Public school in Chattogram, Bangladesh

Chittagong Cantonment Public College, formerly Chittagong Public School and College is a primary, higher secondary and degree awarding educational institution in Chittagong Cantonment in Chittagong, Bangladesh. It was established in 1961, and administered by the Bangladesh Army. The institution also offers post-secondary education. It has been consecutively awarded the "Best College" award of the Chittagong district in "Jatio Shikkha Shoptaho" by the Ministry of Education in 2016, 2017 and 2018, 2023 and 2024, 2026.

==Curriculum==
Chittagong Cantonment Public College follows the Bangladeshi National Curriculum in English and Bengali.

==History==

Chittagong Cantonment Public College was founded on October 17, 1961, by the then President of Pakistan, Field Marshal Ayub Khan, NPk, HJ, at the invitation of the then Station Commander of Chittagong Cantonment, Colonel Ahmed Ali Sheikh, TPk. The institution officially began its journey on October 23, 1961, under the Chittagong Cantonment Public School Foundation.

Lieutenant Colonel M. Sardar Khan, a retired officer of the Army Education Corps with experience in Cadet Colleges and Public Schools, was appointed as the first principal. Academic activities commenced on April 2, 1969, with 24 students and three female teachers.

The institution received its first recognition from the Board of Secondary and Higher Secondary Education, Comilla, on January 1, 1971, and introduced the Humanities stream in 9th grade. However, during the Liberation War of 1971, the institution suffered damage. After independence, it was temporarily used as a shelter for prisoners, and a British-based NGO utilized the premises as an orphanage for war-affected families.

The institution introduced the National Curriculum English Medium from 6th grade in 2003. In 2008, students appeared for their first secondary-level board examinations, followed by the higher secondary board examinations in 2010.

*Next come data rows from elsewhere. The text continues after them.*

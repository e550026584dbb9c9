//! Typed entries of the topology tables.

use indexmap::IndexMap;
use serde::{Deserialize, Serialize};
use validator::Validate;

fn default_vpc_cidr() -> String {
    "10.0.0.0/16".to_string()
}

fn default_true() -> bool {
    true
}

fn default_tenancy() -> String {
    "default".to_string()
}

/// Stack-level settings
#[derive(Debug, Clone, PartialEq, Serialize, Deserialize, Validate)]
pub struct StackSettings {
    /// Stack name, used for export names and construct paths
    #[validate(length(min = 1, message = "stack name must not be empty"))]
    pub name: String,

    /// Target region
    #[validate(length(min = 1, message = "region must not be empty"))]
    pub region: String,

    /// Template description
    #[serde(default, skip_serializing_if = "Option::is_none")]
    pub description: Option<String>,
}

/// The VPC itself
#[derive(Debug, Clone, PartialEq, Serialize, Deserialize, Validate)]
pub struct VpcSpec {
    /// Construct name of the VPC
    #[validate(length(min = 1, message = "vpc name must not be empty"))]
    pub name: String,

    /// IPv4 block of the VPC
    #[serde(default = "default_vpc_cidr")]
    pub cidr_block: String,

    /// Enable the Amazon DNS server
    #[serde(default = "default_true")]
    pub enable_dns_support: bool,

    /// Assign public DNS hostnames to instances
    #[serde(default = "default_true")]
    pub enable_dns_hostnames: bool,

    /// Instance tenancy: default or dedicated
    #[serde(default = "default_tenancy")]
    pub instance_tenancy: String,
}

/// A `Key`/`Value` tag
#[derive(Debug, Clone, PartialEq, Eq, Serialize, Deserialize, Validate)]
pub struct Tag {
    #[validate(length(min = 1, max = 128, message = "tag key must be 1-128 characters"))]
    pub key: String,
    #[validate(length(max = 256, message = "tag value must be at most 256 characters"))]
    pub value: String,
}

impl Tag {
    pub fn new(key: impl Into<String>, value: impl Into<String>) -> Self {
        Self {
            key: key.into(),
            value: value.into(),
        }
    }

    /// Shorthand for a `Name` tag
    pub fn name(value: impl Into<String>) -> Self {
        Self::new("Name", value)
    }
}

/// Where a route sends its traffic
#[derive(Debug, Clone, PartialEq, Eq, Serialize, Deserialize)]
#[serde(tag = "router_type", rename_all = "snake_case")]
pub enum RouteTarget {
    /// The internet gateway named by `gateway_id`
    #[serde(alias = "GATEWAY")]
    Gateway { gateway_id: String },

    /// A NAT gateway created in the subnet named by `subnet_id`
    #[serde(alias = "NAT_GATEWAY")]
    NatGateway { subnet_id: String },
}

impl RouteTarget {
    /// Router type as written in the topology
    pub fn router_type(&self) -> &'static str {
        match self {
            RouteTarget::Gateway { .. } => "gateway",
            RouteTarget::NatGateway { .. } => "nat_gateway",
        }
    }
}

/// One entry of a route table
#[derive(Debug, Clone, PartialEq, Eq, Serialize, Deserialize)]
pub struct RouteSpec {
    pub destination_cidr_block: String,

    #[serde(flatten)]
    pub target: RouteTarget,
}

/// An ingress or egress rule of a security group
#[derive(Debug, Clone, PartialEq, Eq, Serialize, Deserialize, Validate)]
pub struct IngressRule {
    /// tcp, udp, icmp, icmpv6, -1 or a protocol number
    #[validate(length(min = 1, message = "ip_protocol must not be empty"))]
    pub ip_protocol: String,

    #[validate(range(min = -1, max = 65535, message = "from_port must be within -1..=65535"))]
    pub from_port: i32,

    #[validate(range(min = -1, max = 65535, message = "to_port must be within -1..=65535"))]
    pub to_port: i32,

    #[serde(default, skip_serializing_if = "Option::is_none")]
    pub cidr_ip: Option<String>,

    #[serde(default, skip_serializing_if = "Option::is_none")]
    pub cidr_ipv6: Option<String>,

    /// Logical name of another security group in the topology
    #[serde(default, skip_serializing_if = "Option::is_none")]
    pub source_security_group: Option<String>,

    #[serde(default, skip_serializing_if = "Option::is_none")]
    pub description: Option<String>,
}

impl IngressRule {
    /// Number of traffic sources set on this rule
    pub fn source_count(&self) -> usize {
        [
            self.cidr_ip.is_some(),
            self.cidr_ipv6.is_some(),
            self.source_security_group.is_some(),
        ]
        .iter()
        .filter(|set| **set)
        .count()
    }
}

/// A security group
#[derive(Debug, Clone, PartialEq, Serialize, Deserialize, Validate)]
pub struct SecurityGroupSpec {
    #[validate(length(min = 1, max = 255, message = "group_description must be 1-255 characters"))]
    pub group_description: String,

    /// Defaults to the logical name of the group
    #[serde(default, skip_serializing_if = "Option::is_none")]
    pub group_name: Option<String>,

    #[serde(default)]
    #[validate(nested)]
    pub security_group_ingress: Vec<IngressRule>,

    #[serde(default, skip_serializing_if = "Vec::is_empty")]
    #[validate(nested)]
    pub security_group_egress: Vec<IngressRule>,

    #[serde(default)]
    #[validate(nested)]
    pub tags: Vec<Tag>,
}

/// An EC2 instance placed in a subnet
#[derive(Debug, Clone, PartialEq, Serialize, Deserialize, Validate)]
pub struct InstanceSpec {
    #[validate(length(min = 1, message = "image_id must not be empty"))]
    pub image_id: String,

    #[validate(length(min = 1, message = "instance_type must not be empty"))]
    pub instance_type: String,

    /// Falls back to the topology's `key_pair_name`
    #[serde(default, skip_serializing_if = "Option::is_none")]
    pub key_name: Option<String>,

    #[serde(default)]
    pub disable_api_termination: bool,

    /// Logical names of security groups in the topology
    #[serde(default)]
    pub security_group_ids: Vec<String>,

    /// Plain-text user data, base64 encoded in the template
    #[serde(default, skip_serializing_if = "Option::is_none")]
    pub user_data: Option<String>,

    #[serde(default)]
    #[validate(nested)]
    pub tags: Vec<Tag>,
}

/// A subnet and the instances it hosts
#[derive(Debug, Clone, PartialEq, Serialize, Deserialize, Validate)]
pub struct SubnetSpec {
    #[validate(length(min = 1, message = "availability_zone must not be empty"))]
    pub availability_zone: String,

    pub cidr_block: String,

    #[serde(default)]
    pub map_public_ip_on_launch: bool,

    /// Logical name of the route table associated with this subnet
    #[validate(length(min = 1, message = "route_table_id must not be empty"))]
    pub route_table_id: String,

    #[serde(default)]
    pub instances: IndexMap<String, InstanceSpec>,
}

Since the 2005-2006 academic year, the National University has approved BBA and Management (Honors) courses.

==Administration==
This institution is usually led by an army principal who is usually a Colonel of the Bangladesh Army. At present, the principal is Col Md Iqbal Hossain, psc. The school and college sections have separate vice-principals.

==List of principals==
- A.B. Ashraf Uddin Ahmed (7.02.75–14.05.78)
- Golam Jilani Najre Murshid (15.05.78–15.11.99)
- L. Colonel Abdul Baten, AEC (04.01.00–29.08.02)
- Colonel Mokarram Ali Khan (29.08.02–18.10.03)
- L. Colonel Mohammed Shamsul Alam, PSC AEC (24.11.03–17.01.05)
- Colonel Sayed Mofazzel Maola (17.01.05–15.08.05)
- Colonel Shah Murtaza Ali (16.08.05–04.02.07)
- Colonel Mohamed Jahid Hossain, Phd (09.05.07–16.08.08)
- Colonel Mohammed Anisur Rahman, PSC (17.08.08–20.03.10)
- Colonel Syed Golam Jahid, PSC (20.03.10-07.08.12)
- Colonel Muhammed Asadujjaman Subhani (08.08.12–16.01.13)
- Colonel Shahriyar Ahmed Chowdhury, PSC (17.01.13–12.12.13)
- Colonel Abu Saleh Muhammed Rafiqul Islam, AEC (01.01.14–06.06.15)
- Colonel Abu Naser Muhammed Toha, AFWC, PSC (06.06.15-14.02.18)
- Colonel Md. Moniruzzaman, psc (16.02.18-30.04.21)
- Col Mujibul Haque Sikder, PBGM
- Col Md Iqbal Hossain, psc

== Faculties and departments ==
The institution has only one faculty.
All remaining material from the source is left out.